The Federal Maritime Commission’s (FMC) newly revised tariff regulations will be effective February 1, 2024. These rule changes will somewhat significantly change day-to-day practices for both vessel operating common carriers (VOCCs) and non-vessel operating common carriers (NVOCCs). Of course, shippers’ contractual strategies may be expected to be impacted as well.
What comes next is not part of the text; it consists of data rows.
//! arcos-cluster: concrete per-frame clustering backends for arcos-core.
//!
//! Two algorithms implement `arcos_core::Clusterer`: [`DbscanClusterer`] and
//! [`HdbscanClusterer`]. [`build_clusterer`] resolves the string-based
//! `clusteringMethod` parameter into one of them.

mod dbscan;
mod factory;
mod hdbscan;

pub use dbscan::{DbscanClusterer, DbscanConfig};
pub use factory::{build_clusterer, resolve_eps_prev};
pub use hdbscan::{HdbscanClusterer, HdbscanConfig};
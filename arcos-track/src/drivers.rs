//! Top-level entry points: build a `Linker<D>` from a [`ClusteringConfig`]
//! and drive it over a whole table or raster in one call.

use crate::config::ClusteringConfig;
use crate::error::{Error, Result};
use crate::raster::{Raster, RasterTracker};
use crate::table::Table;
use crate::tabular::TabularTracker;

/// Tracks collective events through a table of rows, returning a single
/// table with the per-frame outputs stacked back together (in frame order)
/// and an event-id column attached.
///
/// # Errors
/// Returns an error if `config` fails to resolve into a `Linker`, `table`
/// is missing a configured column or is empty, or a per-frame output
/// fails to restack (columns disagreeing in type across frames, which
/// should not happen since every frame is `select_rows` from the same table).
#[allow(clippy::too_many_arguments)]
pub fn track_events_dataframe<const D: usize>(
    table: &Table,
    config: &ClusteringConfig,
    coord_columns: [String; D],
    frame_column: String,
    object_id_column: Option<String>,
    binary_column: Option<String>,
    event_id_column: String,
) -> Result<Table> {
    let linker = config.build_linker::<D>()?;
    let mut tracker = TabularTracker::new(
        linker,
        coord_columns,
        frame_column,
        object_id_column,
        binary_column,
        event_id_column,
    )?;

    let mut frames = tracker.track(table)?;
    let first = frames.next().ok_or(Error::EmptyInput)??;
    frames.try_fold(first, |acc, frame| acc.vstack(&frame?))
}

/// Tracks collective events through a dense `T × spatial` tensor, returning
/// a tensor of the same shape with active voxels relabeled by event id.
///
/// # Errors
/// Returns an error if `config` fails to resolve into a `Linker`, or
/// `dims`/`raster.shape` disagree with `D`.
pub fn track_events_image<const D: usize>(raster: &Raster, dims: impl Into<String>, config: &ClusteringConfig) -> Result<Raster> {
    let linker = config.build_linker::<D>()?;
    let dims = dims.into();
    let mut tracker = RasterTracker::new(linker, dims)?;
    let frames: Vec<Raster> = tracker.track(raster)?.collect();
    Ok(tracker.stack(&raster.shape, &frames))
}

#[cfg(test)]
mod tests {
    use super::*;
    use crate::table::Column;

    #[test]
    fn tracks_a_dataframe_end_to_end() {
        let table = Table::new()
            .with_column("frame", Column::I64(vec![0, 0, 1, 1]))
            .unwrap()
            .with_column("x", Column::F64(vec![0.0, 0.0, 0.1, 0.1]))
            .unwrap()
            .with_column("y", Column::F64(vec![0.0, 1.0, 0.0, 1.0]))
            .unwrap();

        let config = ClusteringConfig::new("dbscan", 1.5).with_min_cluster_size(2).with_n_prev(1);
        let result = track_events_dataframe(
            &table,
            &config,
            ["x".to_string(), "y".to_string()],
            "frame".to_string(),
            None,
            None,
            "clTrackID".to_string(),
        )
        .unwrap();

        assert_eq!(result.len(), 4);
        let ids = result.column("clTrackID").unwrap().as_i64().unwrap();
        assert_eq!(ids, &[1, 1, 1, 1]);
    }

    #[test]
    fn tracks_a_raster_end_to_end() {
        let shape = vec![2, 3, 3];
        let mut data = vec![0i64; 2 * 3 * 3];
        data[0] = 1;
        data[1] = 1;
        data[9] = 1;
        data[10] = 1;
        let raster = Raster::new(shape.clone(), data);

        let config = ClusteringConfig::new("dbscan", 1.5).with_min_cluster_size(2).with_n_prev(1);
        let result = track_events_image::<2>(&raster, "TXY", &config).unwrap();

        assert_eq!(result.shape, shape);
        assert_eq!(result.data.iter().filter(|&&v| v != 0).count(), 4);
    }
}
//! arcos-core: the generic event-detection engine.
//!
//! This crate knows nothing about any concrete clustering algorithm — that
//! lives in `arcos-cluster` behind the [`Clusterer`] trait — and nothing
//! about tabular or raster input shapes, which live in `arcos-track`. It
//! owns the frame-to-frame linking algorithm, the bounded memory of past
//! frames, and the spatial index the linker queries against.

mod clusterer;
mod error;
mod kdtree;
mod linker;
mod memory;
mod point;

pub use clusterer::Clusterer;
pub use error::{Error, Result};
pub use kdtree::KdTree;
pub use linker::{Linker, LinkerConfig};
pub use memory::Memory;
pub use point::{distance, squared_distance, EMPTY_FRAME_EVENT_ID, NOISE_EVENT_ID};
Some of the significant changes will be in the “co-load” arena whereby Less Than Container Load (LCL) consolidations may be accomplished on a carrier-to-carrier basis per service agreements instead of the issuance of house bills of lading among the participant NVOCCS. Conversely, on the Full Container Load (FCL) side, “co-loads” will be required to be accomplished on a shipper-to-carrier basis whereby the master-loading NVOCC issues its bill of lading to the tendering NVOCCS. This was an overdue and much needed clarification to the co-load rules.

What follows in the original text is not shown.